Saved data entries
================
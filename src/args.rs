// SPDX-License-Identifier: Apache-2.0
// Copyright (c) 2025 Au-Zone Technologies. All Rights Reserved.

use arcam_convert::image::{FourCC, Transform, GREY, RGB3, RGBA, RGBX, YUYV};
use clap::Parser;

/// Camera image mirroring options.
///
/// Determines how the image should be flipped during conversion. Useful
/// for correcting camera orientation.
#[derive(clap::ValueEnum, Clone, Debug, PartialEq, Copy)]
pub enum MirrorSetting {
    /// No mirroring
    None,
    /// Flip horizontally (left-right)
    Horizontal,
    /// Flip vertically (top-bottom)
    Vertical,
    /// Flip both horizontally and vertically (180-degree rotation)
    Both,
}

impl From<MirrorSetting> for Transform {
    fn from(value: MirrorSetting) -> Self {
        match value {
            MirrorSetting::None => Transform::None,
            MirrorSetting::Horizontal => Transform::MirrorX,
            MirrorSetting::Vertical => Transform::MirrorY,
            MirrorSetting::Both => Transform::MirrorBoth,
        }
    }
}

/// Pixel format options.
#[derive(clap::ValueEnum, Clone, Debug, PartialEq, Copy)]
pub enum FormatSetting {
    /// 8-bit grayscale
    Grey,
    /// 24-bit RGB
    Rgb,
    /// 32-bit RGB with unused alpha
    Rgbx,
    /// 32-bit RGBA
    Rgba,
    /// Packed 4:2:2 YUV (source only)
    Yuyv,
}

impl From<FormatSetting> for FourCC {
    fn from(value: FormatSetting) -> Self {
        match value {
            FormatSetting::Grey => GREY,
            FormatSetting::Rgb => RGB3,
            FormatSetting::Rgbx => RGBX,
            FormatSetting::Rgba => RGBA,
            FormatSetting::Yuyv => YUYV,
        }
    }
}

/// Command-line arguments for the Arcam conversion demo.
///
/// Drives a synthetic camera through the conversion subsystem: frames are
/// generated at the capture rate, converted on the worker pool, and
/// reported once per tick. Arguments can be specified via command line or
/// environment variables.
///
/// # Example
///
/// ```bash
/// # Via command line
/// arcam-convert --camera-size 3840 2160 --stream-size 1280 720 --verbose
///
/// # Via environment variables
/// export CAMERA_SIZE="3840 2160"
/// export STREAM_FORMAT=grey
/// arcam-convert
/// ```
#[derive(Parser, Debug, Clone)]
#[command(author, version, about, long_about = None)]
pub struct Args {
    /// Camera capture resolution in pixels (width height)
    #[arg(
        long,
        env = "CAMERA_SIZE",
        default_value = "1920 1080",
        value_delimiter = ' ',
        num_args = 2
    )]
    pub camera_size: Vec<u32>,

    /// Camera source pixel format
    #[arg(long, env = "CAMERA_FORMAT", default_value = "yuyv", value_enum)]
    pub camera_format: FormatSetting,

    /// Output conversion resolution in pixels (width height)
    #[arg(
        short,
        long,
        env = "STREAM_SIZE",
        default_value = "640 480",
        value_delimiter = ' ',
        num_args = 2
    )]
    pub stream_size: Vec<u32>,

    /// Output pixel format
    #[arg(long, env = "STREAM_FORMAT", default_value = "rgba", value_enum)]
    pub stream_format: FormatSetting,

    /// Image mirroring applied during conversion
    #[arg(long, env = "MIRROR", default_value = "none", value_enum)]
    pub mirror: MirrorSetting,

    /// Conversion worker threads
    #[arg(long, env = "WORKERS", default_value = "2")]
    pub workers: usize,

    /// Source frame pool capacity
    #[arg(long, env = "POOL_SIZE", default_value = "4")]
    pub pool_size: usize,

    /// Synthetic camera frame rate (frames per second)
    #[arg(long, env = "FPS", default_value = "30")]
    pub fps: u32,

    /// Number of frames to process before exiting (0 runs forever)
    #[arg(long, env = "FRAMES", default_value = "0")]
    pub frames: u64,

    /// Enable verbose per-frame statistics
    #[arg(short, long)]
    pub verbose: bool,
}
================
What lines above mention "resolution"? Copy each one.

    /// Camera capture resolution in pixels (width height)
    /// Output conversion resolution in pixels (width height)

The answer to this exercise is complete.